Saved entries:
=====
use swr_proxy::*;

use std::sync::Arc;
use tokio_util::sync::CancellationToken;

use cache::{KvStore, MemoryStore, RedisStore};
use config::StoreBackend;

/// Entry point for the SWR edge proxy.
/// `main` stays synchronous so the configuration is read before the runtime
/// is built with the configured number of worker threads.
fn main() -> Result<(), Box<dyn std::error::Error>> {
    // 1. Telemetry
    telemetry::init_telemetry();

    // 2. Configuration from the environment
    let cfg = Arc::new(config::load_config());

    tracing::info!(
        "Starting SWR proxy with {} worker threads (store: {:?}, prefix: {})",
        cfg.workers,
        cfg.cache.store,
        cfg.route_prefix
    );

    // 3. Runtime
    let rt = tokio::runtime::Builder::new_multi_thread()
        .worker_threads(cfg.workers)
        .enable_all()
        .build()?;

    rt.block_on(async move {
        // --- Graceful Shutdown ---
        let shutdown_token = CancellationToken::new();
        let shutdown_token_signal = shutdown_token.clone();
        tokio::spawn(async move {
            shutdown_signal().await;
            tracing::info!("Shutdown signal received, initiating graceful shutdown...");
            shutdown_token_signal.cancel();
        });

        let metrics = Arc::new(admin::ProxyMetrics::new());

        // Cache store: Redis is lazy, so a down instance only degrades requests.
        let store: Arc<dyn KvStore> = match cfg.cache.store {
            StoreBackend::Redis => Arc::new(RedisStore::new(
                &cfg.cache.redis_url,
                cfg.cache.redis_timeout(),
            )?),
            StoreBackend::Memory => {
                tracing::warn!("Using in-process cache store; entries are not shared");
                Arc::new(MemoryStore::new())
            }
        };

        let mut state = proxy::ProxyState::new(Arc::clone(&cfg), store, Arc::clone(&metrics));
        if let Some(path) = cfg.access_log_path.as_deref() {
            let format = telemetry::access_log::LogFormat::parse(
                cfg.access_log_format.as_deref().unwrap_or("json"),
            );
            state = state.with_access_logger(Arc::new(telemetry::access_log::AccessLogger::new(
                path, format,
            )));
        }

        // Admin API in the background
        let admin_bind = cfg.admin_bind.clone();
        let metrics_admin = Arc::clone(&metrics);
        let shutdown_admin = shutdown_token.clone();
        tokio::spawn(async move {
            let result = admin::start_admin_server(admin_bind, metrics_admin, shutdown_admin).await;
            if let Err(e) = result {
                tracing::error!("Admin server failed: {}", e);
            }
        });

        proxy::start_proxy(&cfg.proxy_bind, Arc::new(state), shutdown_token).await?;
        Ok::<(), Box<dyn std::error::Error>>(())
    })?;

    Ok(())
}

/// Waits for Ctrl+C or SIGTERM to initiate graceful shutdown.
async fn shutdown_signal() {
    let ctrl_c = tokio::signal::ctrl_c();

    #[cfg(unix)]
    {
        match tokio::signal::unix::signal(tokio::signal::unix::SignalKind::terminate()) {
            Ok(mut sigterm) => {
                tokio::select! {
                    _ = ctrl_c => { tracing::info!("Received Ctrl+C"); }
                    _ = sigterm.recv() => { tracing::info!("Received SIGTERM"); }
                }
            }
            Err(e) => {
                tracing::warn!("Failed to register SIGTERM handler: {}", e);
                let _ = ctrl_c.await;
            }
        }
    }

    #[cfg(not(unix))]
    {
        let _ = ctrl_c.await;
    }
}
=====
Your goal
Which lines of the data include the string "path"? Copy each of them.

Answer to the exercise
        if let Some(path) = cfg.access_log_path.as_deref() {
                path, format,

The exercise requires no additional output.